§ WORK INSTRUCTIONS
Of all the lines in the entries below, give again exactly those starting at the line containing "let Ok(limit) = usize::try_from(limit)" and ending at the line containing "linearly between the", both ends included, and no others.

RECORDS FOR THIS EXERCISE START

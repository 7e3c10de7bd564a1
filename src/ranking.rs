use std::cmp::Ordering;

use crate::models::CatalogEntry;

#[derive(Clone, Copy, Debug, Eq, PartialEq)]
pub enum SortKey {
    Rating,
    Votes,
}

impl SortKey {
    fn compare_desc(self, a: &CatalogEntry, b: &CatalogEntry) -> Ordering {
        match self {
            SortKey::Rating => b.average_rating.total_cmp(&a.average_rating),
            SortKey::Votes => b.num_votes.cmp(&a.num_votes),
        }
    }
}

/// Rating first, then votes.
pub const RATING_THEN_VOTES: &[SortKey] = &[SortKey::Rating, SortKey::Votes];

/// Stable descending sort on `keys`, truncated to `limit`. A non-positive
/// limit yields nothing.
pub fn rank_and_limit<'a>(
    mut entries: Vec<&'a CatalogEntry>,
    keys: &[SortKey],
    limit: i64,
) -> Vec<&'a CatalogEntry> {
    let Ok(limit) = usize::try_from(limit) else {
        return Vec::new();
    };
    if limit == 0 {
        return Vec::new();
    }
    entries.sort_by(|a, b| {
        keys.iter().fold(Ordering::Equal, |ord, key| ord.then_with(|| key.compare_desc(a, b)))
    });
    entries.truncate(limit);
    entries
}

/// Vote count at `percentile` (0.0..=1.0), interpolating linearly between the
/// two nearest ranks. `None` for an empty catalog.
pub fn vote_percentile<'a>(entries: impl IntoIterator<Item = &'a CatalogEntry>, percentile: f64) -> Option<f64> {
    let mut votes: Vec<u64> = entries.into_iter().map(|e| e.num_votes).collect();
    if votes.is_empty() {
        return None;
    }
    votes.sort_unstable();

    let rank = percentile.clamp(0.0, 1.0) * (votes.len() - 1) as f64;
    let lower = rank.floor() as usize;
    let upper = rank.ceil() as usize;
    let low = votes[lower] as f64;
    let high = votes[upper] as f64;
    Some(low + (high - low) * (rank - lower as f64))
}

#[cfg(test)]
mod tests {
    use super::*;
    use crate::models::{RatingRecord, TitleKind, TitleRecord};

    fn entry(id: &str, rating: f64, votes: u64) -> CatalogEntry {
        let title = TitleRecord {
            id: id.to_string(),
            kind: TitleKind::Movie,
            primary_title: id.to_string(),
            original_title: id.to_string(),
            start_year: None,
            runtime_minutes: None,
            genres: vec![],
        };
        CatalogEntry::new(title, &RatingRecord { id: id.to_string(), average_rating: rating, num_votes: votes })
    }

    fn ids(entries: &[&CatalogEntry]) -> Vec<String> {
        entries.iter().map(|e| e.id.clone()).collect()
    }

    #[test]
    fn sorts_by_rating_then_votes_and_keeps_ties_stable() {
        let catalog = vec![
            entry("a", 7.0, 100),
            entry("b", 9.0, 10),
            entry("c", 7.0, 500),
            entry("d", 7.0, 100),
            entry("e", 9.0, 10),
        ];
        let ranked = rank_and_limit(catalog.iter().collect(), RATING_THEN_VOTES, 10);
        assert_eq!(ids(&ranked), vec!["b", "e", "c", "a", "d"]);

        for pair in ranked.windows(2) {
            assert!(
                (pair[0].average_rating, pair[0].num_votes) >= (pair[1].average_rating, pair[1].num_votes)
            );
        }
    }

    #[test]
    fn limit_truncates() {
        let catalog: Vec<_> = (0..5).map(|i| entry(&format!("t{i}"), 5.0, i)).collect();
        assert_eq!(rank_and_limit(catalog.iter().collect(), &[SortKey::Votes], 3).len(), 3);
        assert_eq!(rank_and_limit(catalog.iter().collect(), &[SortKey::Votes], 50).len(), 5);
        assert!(rank_and_limit(catalog.iter().collect(), &[SortKey::Votes], 0).is_empty());
        assert!(rank_and_limit(catalog.iter().collect(), &[SortKey::Votes], -4).is_empty());
    }

    #[test]
    fn percentile_interpolates() {
        let catalog: Vec<_> = [10, 20, 30, 40, 50].iter().map(|v| entry("x", 5.0, *v)).collect();
        let p80 = vote_percentile(&catalog, 0.8).unwrap();
        assert!((p80 - 42.0).abs() < 1e-9);
        assert_eq!(vote_percentile(&catalog, 1.0), Some(50.0));
        assert_eq!(vote_percentile(&catalog, 0.0), Some(10.0));
        assert_eq!(vote_percentile(&[] as &[CatalogEntry], 0.8), None);
    }
}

RECORDS FOR THIS EXERCISE END

§ TASK SOLUTION
    let Ok(limit) = usize::try_from(limit) else {
        return Vec::new();
    };
    if limit == 0 {
        return Vec::new();
    }
    entries.sort_by(|a, b| {
        keys.iter().fold(Ordering::Equal, |ord, key| ord.then_with(|| key.compare_desc(a, b)))
    });
    entries.truncate(limit);
    entries
}

/// Vote count at `percentile` (0.0..=1.0), interpolating linearly between the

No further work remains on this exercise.